» **Brief**
Your reply should be made up of every line in the records below that holds the string "OnceLock".

*-*-*

//! Configuration file parser for ~/.config/skywarn/config.toml.
//!
//! The config file is optional: a missing file yields `Config::default()`.
//! Unknown keys are accepted but logged, since they are usually typos.
use crate::alerts::{default_relays, RelayScheme, DEFAULT_FEED_BASE, DEFAULT_FEED_SLUG, MAX_ALERTS};
use serde::Deserialize;
use std::path::Path;
use std::time::Duration;
use thiserror::Error;

// ============================================================================
// Error Types
// ============================================================================

#[derive(Debug, Error)]
pub enum ConfigError {
    #[error("Failed to read config file: {0}")]
    Io(#[from] std::io::Error),

    #[error("Invalid TOML in config file: {0}")]
    Parse(#[from] toml::de::Error),

    /// SEC-014: Config file exceeds maximum allowed size.
    #[error("Config file too large: {0}")]
    TooLarge(String),
}

// ============================================================================
// Configuration Structs
// ============================================================================

/// Alert pipeline configuration.
///
/// All fields use `#[serde(default)]` so any subset of keys may be set.
#[derive(Debug, Clone, Deserialize)]
#[serde(default)]
pub struct Config {
    /// Base URL that country feed slugs are appended to.
    pub feed_base_url: String,

    /// Slug of the continental feed used for unmapped countries.
    pub default_slug: String,

    /// Timeout in seconds for one whole attempt, headers and body. 0 = no timeout.
    pub request_timeout_secs: u64,

    /// Maximum alerts taken from one feed (clamped to 1..=10).
    pub max_alerts: usize,

    /// Maximum response body size accepted from a relay or the feed itself.
    pub max_response_bytes: usize,

    /// User-Agent header sent with every request.
    pub user_agent: String,

    /// Relays tried in order before the direct fetch. An empty list means direct only.
    pub relays: Vec<RelayScheme>,
}

impl Default for Config {
    fn default() -> Self {
        Self {
            feed_base_url: DEFAULT_FEED_BASE.to_string(),
            default_slug: DEFAULT_FEED_SLUG.to_string(),
            request_timeout_secs: 15,
            max_alerts: MAX_ALERTS,
            max_response_bytes: 5 * 1024 * 1024,
            user_agent: concat!("skywarn/", env!("CARGO_PKG_VERSION")).to_string(),
            relays: default_relays(),
        }
    }
}

impl Config {
    /// SEC-014: Maximum config file size (1 MB).
    const MAX_FILE_SIZE: u64 = 1_048_576;

    const KNOWN_KEYS: [&'static str; 7] = [
        "feed_base_url",
        "default_slug",
        "request_timeout_secs",
        "max_alerts",
        "max_response_bytes",
        "user_agent",
        "relays",
    ];

    /// Per-request timeout, or `None` when disabled.
    pub fn request_timeout(&self) -> Option<Duration> {
        (self.request_timeout_secs > 0).then(|| Duration::from_secs(self.request_timeout_secs))
    }

    /// Load configuration from a TOML file.
    ///
    /// - Missing file → `Ok(Config::default())`
    /// - Empty file → `Ok(Config::default())`
    /// - Invalid TOML → `Err(ConfigError::Parse)` with line number info
    /// - Unknown keys → accepted, logged as warning
    pub fn load(path: &Path) -> Result<Self, ConfigError> {
        match std::fs::metadata(path) {
            Ok(meta) if meta.len() > Self::MAX_FILE_SIZE => {
                return Err(ConfigError::TooLarge(format!(
                    "Config file is {} bytes (max {} bytes)",
                    meta.len(),
                    Self::MAX_FILE_SIZE
                )));
            }
            Err(e) if e.kind() == std::io::ErrorKind::NotFound => {
                tracing::debug!(path = %path.display(), "No config file found, using defaults");
                return Ok(Self::default());
            }
            Err(e) => return Err(ConfigError::Io(e)),
            Ok(_) => {}
        }

        let content = match std::fs::read_to_string(path) {
            Ok(c) => c,
            Err(e) if e.kind() == std::io::ErrorKind::NotFound => {
                // Deleted between metadata and read
                tracing::debug!(path = %path.display(), "Config file disappeared, using defaults");
                return Ok(Self::default());
            }
            Err(e) => return Err(ConfigError::Io(e)),
        };

        Self::from_toml(&content)
    }

    /// Parses configuration from TOML text. Blank text yields defaults.
    pub fn from_toml(content: &str) -> Result<Self, ConfigError> {
        if content.trim().is_empty() {
            return Ok(Self::default());
        }

        if let Ok(raw) = content.parse::<toml::Table>() {
            for key in raw.keys() {
                if !Self::KNOWN_KEYS.contains(&key.as_str()) {
                    tracing::warn!(key = %key, "Unknown key in config file, ignoring");
                }
            }
        }

        let config: Config = toml::from_str(content)?;
        tracing::info!(
            feed_base_url = %config.feed_base_url,
            relays = config.relays.len(),
            "Loaded configuration"
        );
        Ok(config)
    }
}

// ============================================================================
// Tests
// ============================================================================
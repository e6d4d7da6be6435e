use std::borrow::Cow;

use unicode_width::{UnicodeWidthChar, UnicodeWidthStr};

const ELLIPSIS: &str = "...";
const ELLIPSIS_WIDTH: usize = 3;

/// Truncates a string to fit within `max_width` terminal columns.
///
/// Appends "..." when text is cut. Wide characters (CJK, emoji) count as two
/// columns. Widths too narrow for a character plus ellipsis return whatever
/// characters fit, without ellipsis.
///
/// # Examples
///
/// ```
/// use skywarn::util::truncate_to_width;
///
/// assert_eq!(truncate_to_width("Short", 10), "Short");
/// assert_eq!(truncate_to_width("Orange Wind Warning", 11), "Orange W...");
/// assert_eq!(truncate_to_width("Test", 2), "Te");
/// ```
pub fn truncate_to_width(s: &str, max_width: usize) -> Cow<'_, str> {
    if UnicodeWidthStr::width(s) <= max_width {
        return Cow::Borrowed(s);
    }

    let budget = if max_width > ELLIPSIS_WIDTH {
        max_width - ELLIPSIS_WIDTH
    } else {
        max_width
    };

    let mut used = 0;
    let mut cut = 0;
    for (idx, c) in s.char_indices() {
        let w = UnicodeWidthChar::width(c).unwrap_or(0);
        if used + w > budget {
            break;
        }
        used += w;
        cut = idx + c.len_utf8();
    }

    if max_width > ELLIPSIS_WIDTH {
        Cow::Owned(format!("{}{}", &s[..cut], ELLIPSIS))
    } else {
        Cow::Owned(s[..cut].to_string())
    }
}

fn is_stripped_control(c: char) -> bool {
    c == '\u{7f}' || (c.is_ascii_control() && !matches!(c, '\t' | '\n' | '\r'))
}

/// SEC-001: Strips terminal control characters and ANSI escape sequences.
///
/// Feed titles and descriptions are attacker-controlled and end up on a
/// terminal. Removes C0 controls other than tab/newline/CR, DEL, CSI
/// sequences (`ESC [ ... final`), OSC sequences (`ESC ] ... BEL` or
/// `ESC ] ... ESC \`) and bare ESC.
///
/// Returns `Cow::Borrowed` when nothing needs stripping.
pub fn strip_control_chars(s: &str) -> Cow<'_, str> {
    if !s.chars().any(is_stripped_control) {
        return Cow::Borrowed(s);
    }

    let mut out = String::with_capacity(s.len());
    let mut chars = s.chars().peekable();

    while let Some(c) = chars.next() {
        if c == '\u{1b}' {
            match chars.peek() {
                Some('[') => {
                    chars.next();
                    // Parameter bytes until the final byte 0x40..=0x7E
                    for n in chars.by_ref() {
                        if ('\u{40}'..='\u{7e}').contains(&n) {
                            break;
                        }
                    }
                }
                Some(']') => {
                    chars.next();
                    while let Some(n) = chars.next() {
                        if n == '\u{07}' {
                            break;
                        }
                        if n == '\u{1b}' && chars.peek() == Some(&'\\') {
                            chars.next();
                            break;
                        }
                    }
                }
                _ => {}
            }
        } else if !is_stripped_control(c) {
            out.push(c);
        }
    }

    Cow::Owned(out)
}

/// Removes markup tags and collapses runs of whitespace to single spaces.
///
/// Alert descriptions are frequently small HTML tables; this is enough to make
/// them readable on one line. It is not an HTML sanitiser.
pub fn plain_text(s: &str) -> String {
    let mut out = String::with_capacity(s.len());
    let mut in_tag = false;
    for c in s.chars() {
        match c {
            '<' => {
                in_tag = true;
                out.push(' ');
            }
            '>' if in_tag => in_tag = false,
            _ if !in_tag => out.push(c),
            _ => {}
        }
    }
    collapse_whitespace(&out)
}

/// Trims and collapses every whitespace run to a single space.
pub fn collapse_whitespace(s: &str) -> String {
    s.split_whitespace().collect::<Vec<_>>().join(" ")
}
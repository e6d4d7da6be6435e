use super::types::FeedLocation;
use std::collections::HashMap;
use std::sync::OnceLock;

/// Base URL every feed slug is appended to.
pub const DEFAULT_FEED_BASE: &str = "https://feeds.meteoalarm.org/feeds";

/// Continental feed used when a country has no dedicated slug.
pub const DEFAULT_FEED_SLUG: &str = "meteoalarm-legacy-rss-europe";

/// Country names as reported by upstream weather lookups, mapped to feed slugs.
const COUNTRY_FEEDS: &[(&str, &str)] = &[
    ("Austria", "meteoalarm-legacy-rss-austria"),
    ("Belgium", "meteoalarm-legacy-rss-belgium"),
    ("Bosnia and Herzegovina", "meteoalarm-legacy-rss-bosnia-herzegovina"),
    ("Bulgaria", "meteoalarm-legacy-rss-bulgaria"),
    ("Croatia", "meteoalarm-legacy-rss-croatia"),
    ("Cyprus", "meteoalarm-legacy-rss-cyprus"),
    ("Czech Republic", "meteoalarm-legacy-rss-czechia"),
    ("Czechia", "meteoalarm-legacy-rss-czechia"),
    ("Denmark", "meteoalarm-legacy-rss-denmark"),
    ("Estonia", "meteoalarm-legacy-rss-estonia"),
    ("Finland", "meteoalarm-legacy-rss-finland"),
    ("France", "meteoalarm-legacy-rss-france"),
    ("Germany", "meteoalarm-legacy-rss-germany"),
    ("Greece", "meteoalarm-legacy-rss-greece"),
    ("Hungary", "meteoalarm-legacy-rss-hungary"),
    ("Iceland", "meteoalarm-legacy-rss-iceland"),
    ("Ireland", "meteoalarm-legacy-rss-ireland"),
    ("Israel", "meteoalarm-legacy-rss-israel"),
    ("Italy", "meteoalarm-legacy-rss-italy"),
    ("Latvia", "meteoalarm-legacy-rss-latvia"),
    ("Lithuania", "meteoalarm-legacy-rss-lithuania"),
    ("Luxembourg", "meteoalarm-legacy-rss-luxembourg"),
    ("Malta", "meteoalarm-legacy-rss-malta"),
    ("Moldova", "meteoalarm-legacy-rss-moldova"),
    ("Montenegro", "meteoalarm-legacy-rss-montenegro"),
    ("Netherlands", "meteoalarm-legacy-rss-netherlands"),
    ("North Macedonia", "meteoalarm-legacy-rss-republic-of-north-macedonia"),
    ("Norway", "meteoalarm-legacy-rss-norway"),
    ("Poland", "meteoalarm-legacy-rss-poland"),
    ("Portugal", "meteoalarm-legacy-rss-portugal"),
    ("Romania", "meteoalarm-legacy-rss-romania"),
    ("Serbia", "meteoalarm-legacy-rss-serbia"),
    ("Slovakia", "meteoalarm-legacy-rss-slovakia"),
    ("Slovenia", "meteoalarm-legacy-rss-slovenia"),
    ("Spain", "meteoalarm-legacy-rss-spain"),
    ("Sweden", "meteoalarm-legacy-rss-sweden"),
    ("Switzerland", "meteoalarm-legacy-rss-switzerland"),
    ("Ukraine", "meteoalarm-legacy-rss-ukraine"),
    ("United Kingdom", "meteoalarm-legacy-rss-united-kingdom"),
];

static COUNTRY_TABLE: OnceLock<HashMap<&'static str, &'static str>> = OnceLock::new();

fn country_table() -> &'static HashMap<&'static str, &'static str> {
    COUNTRY_TABLE.get_or_init(|| COUNTRY_FEEDS.iter().copied().collect())
}

/// Looks up the feed slug for an exact country name.
pub fn slug_for(country: &str) -> Option<&'static str> {
    country_table().get(country).copied()
}

/// Every country name with a dedicated feed, in table order.
pub fn known_countries() -> impl Iterator<Item = &'static str> {
    COUNTRY_FEEDS.iter().map(|(country, _)| *country)
}

/// Resolves a country to its feed using the built-in base URL.
///
/// Never fails: unknown countries get the continental feed.
pub fn locate(country: &str) -> FeedLocation {
    FeedLocator::default().locate(country)
}

/// Maps country names to feed URLs under a configurable base.
#[derive(Debug, Clone)]
pub struct FeedLocator {
    base_url: String,
    default_slug: String,
}

impl Default for FeedLocator {
    fn default() -> Self {
        Self::new(DEFAULT_FEED_BASE, DEFAULT_FEED_SLUG)
    }
}

impl FeedLocator {
    pub fn new(base_url: impl Into<String>, default_slug: impl Into<String>) -> Self {
        let base_url: String = base_url.into();
        Self {
            base_url: base_url.trim_end_matches('/').to_string(),
            default_slug: default_slug.into(),
        }
    }

    pub fn locate(&self, country: &str) -> FeedLocation {
        let slug = slug_for(country).unwrap_or(&self.default_slug);
        FeedLocation {
            country_key: country.to_string(),
            feed_url: format!("{}/{}", self.base_url, slug),
        }
    }
}
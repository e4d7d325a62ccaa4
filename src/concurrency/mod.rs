//! Word-sized synchronization primitives.
//!
//! Important: every primitive here is a shared-state building block, not a
//! scheduler. Nothing in this module spawns threads, performs I/O or retries
//! beyond the CAS loops its algorithms require.

pub mod atomic;
pub(crate) mod shim;
pub mod sync;
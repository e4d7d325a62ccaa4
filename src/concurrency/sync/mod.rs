//! Locks: a CAS spin lock and a call-site-tracking reader-writer lock.
//!
//! Both expose explicit `lock`/`unlock` pairs rather than only guards, because
//! the diagnostic lock must be a drop-in for code written against that shape.
//! [`RawLock`] is the shared "locker" interface and [`LockGuard`] its RAII form.

use std::panic::Location;

pub mod diagnostic_rwlock;
pub mod spin_lock;


pub use diagnostic_rwlock::{CallSite, DiagnosticReadGuard, DiagnosticRwLock, LockOp};
pub use spin_lock::SpinLock;

/// An exclusive lock driven by explicit `lock`/`unlock` calls.
///
/// Implementors decide what misuse means: [`SpinLock`] treats a stray
/// `unlock` as a no-op, [`DiagnosticRwLock`] panics.
pub trait RawLock {
    /// Blocks until the lock is held by the caller.
    #[track_caller]
    fn lock(&self);

    /// Releases the lock.
    #[track_caller]
    fn unlock(&self);

    /// Releases the lock on behalf of the code at `location`.
    ///
    /// [`LockGuard`] calls this on drop with the location that acquired it,
    /// since `Drop` has no caller of its own. Locks that do not record call
    /// sites can keep the default, which is a plain [`unlock`](RawLock::unlock).
    fn unlock_at(&self, location: &'static Location<'static>) {
        let _ = location;
        self.unlock();
    }

    /// Acquires the lock and returns a guard that releases it on drop.
    #[track_caller]
    fn guard(&self) -> LockGuard<'_, Self>
    where
        Self: Sized,
    {
        self.lock();
        LockGuard {
            lock: self,
            acquired_at: Location::caller(),
        }
    }
}

/// RAII guard for any [`RawLock`]; unlocks when dropped.
#[must_use = "if unused the lock is released immediately"]
pub struct LockGuard<'a, L: RawLock> {
    lock: &'a L,
    acquired_at: &'static Location<'static>,
}

impl<L: RawLock> LockGuard<'_, L> {
    /// The lock this guard holds.
    #[inline]
    pub fn lock(&self) -> &L {
        self.lock
    }

    /// Where the guard was taken.
    #[inline]
    pub fn acquired_at(&self) -> &'static Location<'static> {
        self.acquired_at
    }
}

impl<L: RawLock> Drop for LockGuard<'_, L> {
    fn drop(&mut self) {
        self.lock.unlock_at(self.acquired_at);
    }
}
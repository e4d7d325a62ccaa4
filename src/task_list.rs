//! `TaskList` — LIFO teardown callbacks with per-task panic isolation.

use std::any::Any;
use std::fmt;
use std::panic::{self, AssertUnwindSafe};

use parking_lot::Mutex;

use crate::error::TaskPanic;
use crate::marker::NonCopyable;

type Task = Box<dyn FnOnce() + Send + 'static>;

#[derive(Default)]
struct TaskState {
    tasks: Vec<Task>,
    ran: bool,
}

/// An append-only list of callbacks run at most once, last-added first.
///
/// The usual use is deterministic teardown: register a close action right
/// after acquiring each resource, then call [`run`](TaskList::run) once to
/// release everything in reverse acquisition order. A panicking task does not
/// stop the rest; its panic is returned as an error.
///
/// ```
/// use std::sync::{Arc, Mutex};
/// use tinysync::TaskList;
///
/// let order = Arc::new(Mutex::new(Vec::new()));
/// let list = TaskList::new();
/// for i in 1..=3 {
///     let order = Arc::clone(&order);
///     list.add(move || order.lock().unwrap().push(i));
/// }
/// assert!(list.run().is_empty());
/// assert_eq!(*order.lock().unwrap(), [3, 2, 1]);
/// ```
#[derive(Default)]
pub struct TaskList {
    state: Mutex<TaskState>,
    _marker: NonCopyable,
}

impl TaskList {
    /// Creates an empty list.
    pub fn new() -> Self {
        Self::default()
    }

    /// Appends a task.
    ///
    /// Tasks added after [`run`](TaskList::run) has started are accepted but
    /// never executed; they are dropped on the spot, releasing whatever they
    /// captured.
    pub fn add<F>(&self, task: F)
    where
        F: FnOnce() + Send + 'static,
    {
        let mut state = self.state.lock();
        if state.ran {
            // Drop outside the lock: the captures' destructors may call back in.
            drop(state);
            drop(task);
            tracing::debug!("task added after run; dropped without running");
            return;
        }
        state.tasks.push(Box::new(task));
    }

    /// Runs every registered task in reverse registration order.
    ///
    /// Only the first call does anything; it drains the list and later calls
    /// return an empty vector. A task that panics is recorded and the
    /// remaining tasks still run. The returned errors are in execution order.
    ///
    /// A panic carrying an `anyhow::Error` is returned as is, a
    /// `Box<dyn Error + Send + Sync>` keeps its message, and a string payload
    /// becomes a [`TaskPanic`].
    pub fn run(&self) -> Vec<anyhow::Error> {
        let tasks = {
            let mut state = self.state.lock();
            if state.ran {
                return Vec::new();
            }
            state.ran = true;
            std::mem::take(&mut state.tasks)
        };

        tracing::debug!(tasks = tasks.len(), "running task list");
        let mut errors = Vec::new();
        for (index, task) in tasks.into_iter().enumerate().rev() {
            if let Err(payload) = panic::catch_unwind(AssertUnwindSafe(task)) {
                let error = panic_to_error(payload);
                tracing::warn!(index, %error, "task panicked");
                errors.push(error);
            }
        }
        errors
    }

    /// Number of tasks waiting to run. Zero once the list has run.
    pub fn len(&self) -> usize {
        self.state.lock().tasks.len()
    }

    /// Returns `true` if no task is waiting to run.
    pub fn is_empty(&self) -> bool {
        self.len() == 0
    }

    /// Returns `true` once [`run`](TaskList::run) has been called.
    pub fn has_run(&self) -> bool {
        self.state.lock().ran
    }
}

impl fmt::Debug for TaskList {
    fn fmt(&self, f: &mut fmt::Formatter<'_>) -> fmt::Result {
        let state = self.state.lock();
        f.debug_struct("TaskList")
            .field("pending", &state.tasks.len())
            .field("ran", &state.ran)
            .finish()
    }
}

fn panic_to_error(payload: Box<dyn Any + Send>) -> anyhow::Error {
    let payload = match payload.downcast::<anyhow::Error>() {
        Ok(error) => return *error,
        Err(payload) => payload,
    };
    let payload = match payload.downcast::<Box<dyn std::error::Error + Send + Sync>>() {
        Ok(error) => return anyhow::anyhow!(*error),
        Err(payload) => payload,
    };
    let message = if let Some(s) = payload.downcast_ref::<&'static str>() {
        (*s).to_owned()
    } else if let Some(s) = payload.downcast_ref::<String>() {
        s.clone()
    } else {
        "task panicked with a non-string payload".to_owned()
    };
    TaskPanic::new(message).into()
}

#[cfg(test)]
mod tests {
    use super::*;
    use std::sync::{Arc, Mutex as StdMutex};
    use std::thread;

    fn recorder() -> (Arc<StdMutex<Vec<u32>>>, impl Fn(u32) -> Box<dyn FnOnce() + Send>) {
        let log = Arc::new(StdMutex::new(Vec::new()));
        let sink = Arc::clone(&log);
        let make = move |id: u32| {
            let sink = Arc::clone(&sink);
            Box::new(move || sink.lock().unwrap().push(id)) as Box<dyn FnOnce() + Send>
        };
        (log, make)
    }

    #[test]
    fn runs_in_reverse_order() {
        let (log, task) = recorder();
        let list = TaskList::new();
        list.add(task(1));
        list.add(task(2));
        list.add(task(3));
        assert_eq!(list.len(), 3);
        assert!(list.run().is_empty());
        assert_eq!(*log.lock().unwrap(), [3, 2, 1]);
    }

    #[test]
    fn panicking_task_is_isolated() {
        let (log, task) = recorder();
        let list = TaskList::new();
        list.add(task(1));
        list.add(|| panic!("disk on fire"));
        list.add(task(3));

        let errors = list.run();
        assert_eq!(*log.lock().unwrap(), [3, 1]);
        assert_eq!(errors.len(), 1);
        let panic = errors[0].downcast_ref::<TaskPanic>().expect("message payload");
        assert_eq!(panic.message(), "disk on fire");
        assert_eq!(errors[0].to_string(), "panic: disk on fire");
    }

    #[test]
    fn second_run_is_a_noop() {
        let (log, task) = recorder();
        let list = TaskList::new();
        list.add(task(1));
        list.add(|| panic!("once"));
        assert_eq!(list.run().len(), 1);
        assert!(list.has_run());
        assert!(list.run().is_empty());
        assert_eq!(*log.lock().unwrap(), [1]);
    }

    #[test]
    fn tasks_added_after_run_never_execute() {
        let (log, task) = recorder();
        let list = TaskList::new();
        list.add(task(1));
        list.run();
        list.add(task(2));
        assert!(list.run().is_empty());
        assert_eq!(*log.lock().unwrap(), [1]);
    }

    #[test]
    fn error_payloads_pass_through() {
        #[derive(Debug, thiserror::Error)]
        #[error("socket already closed")]
        struct Closed;

        let list = TaskList::new();
        list.add(|| panic::panic_any(anyhow::Error::new(Closed)));
        list.add(|| {
            let boxed: Box<dyn std::error::Error + Send + Sync> = "flush failed".into();
            panic::panic_any(boxed)
        });
        list.add(|| panic::panic_any(42_u8));

        let errors = list.run();
        assert_eq!(errors.len(), 3);
        assert!(errors[0].downcast_ref::<TaskPanic>().is_some());
        assert_eq!(errors[1].to_string(), "flush failed");
        assert!(errors[2].downcast_ref::<Closed>().is_some());
    }

    #[test]
    fn a_task_may_add_to_the_running_list() {
        let list = Arc::new(TaskList::new());
        let inner = Arc::clone(&list);
        list.add(move || inner.add(|| unreachable!("added during run")));
        assert!(list.run().is_empty());
        assert_eq!(list.len(), 0);
    }

    #[test]
    fn late_task_is_dropped_immediately() {
        let list = TaskList::new();
        list.run();

        let held = Arc::new(());
        let captured = Arc::clone(&held);
        list.add(move || drop(captured));

        assert_eq!(Arc::strong_count(&held), 1);
        assert_eq!(list.len(), 0);
        assert!(list.is_empty());
        assert!(list.has_run());
    }

    #[test]
    fn concurrent_adds_are_all_run() {
        let list = TaskList::new();
        let hits = Arc::new(StdMutex::new(0_u32));
        thread::scope(|s| {
            for _ in 0..4 {
                s.spawn(|| {
                    for _ in 0..50 {
                        let hits = Arc::clone(&hits);
                        list.add(move || *hits.lock().unwrap() += 1);
                    }
                });
            }
        });
        assert!(list.run().is_empty());
        assert_eq!(*hits.lock().unwrap(), 200);
    }
}
//! Structural markers shared by the primitives.

/// A zero-sized tag that makes the containing type non-duplicable.
///
/// `NonCopyable` implements neither `Clone`, `Copy` nor `PartialEq`, so a
/// struct that embeds it cannot derive any of them. Every primitive in this
/// crate carries one: the address of a lock or bit field *is* its identity,
/// and a by-value copy would silently fork the shared state.
///
/// ```compile_fail
/// use tinysync::marker::NonCopyable;
///
/// #[derive(Clone, Copy)]
/// struct Flag {
///     bits: u32,
///     _marker: NonCopyable,
/// }
/// ```
#[derive(Debug, Default)]
pub struct NonCopyable {
    _private: (),
}

impl NonCopyable {
    /// Creates the marker.
    #[inline(always)]
    pub const fn new() -> Self {
        Self { _private: () }
    }
}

*-*-*

» **Task solution**
use std::sync::OnceLock;
static COUNTRY_TABLE: OnceLock<HashMap<&'static str, &'static str>> = OnceLock::new();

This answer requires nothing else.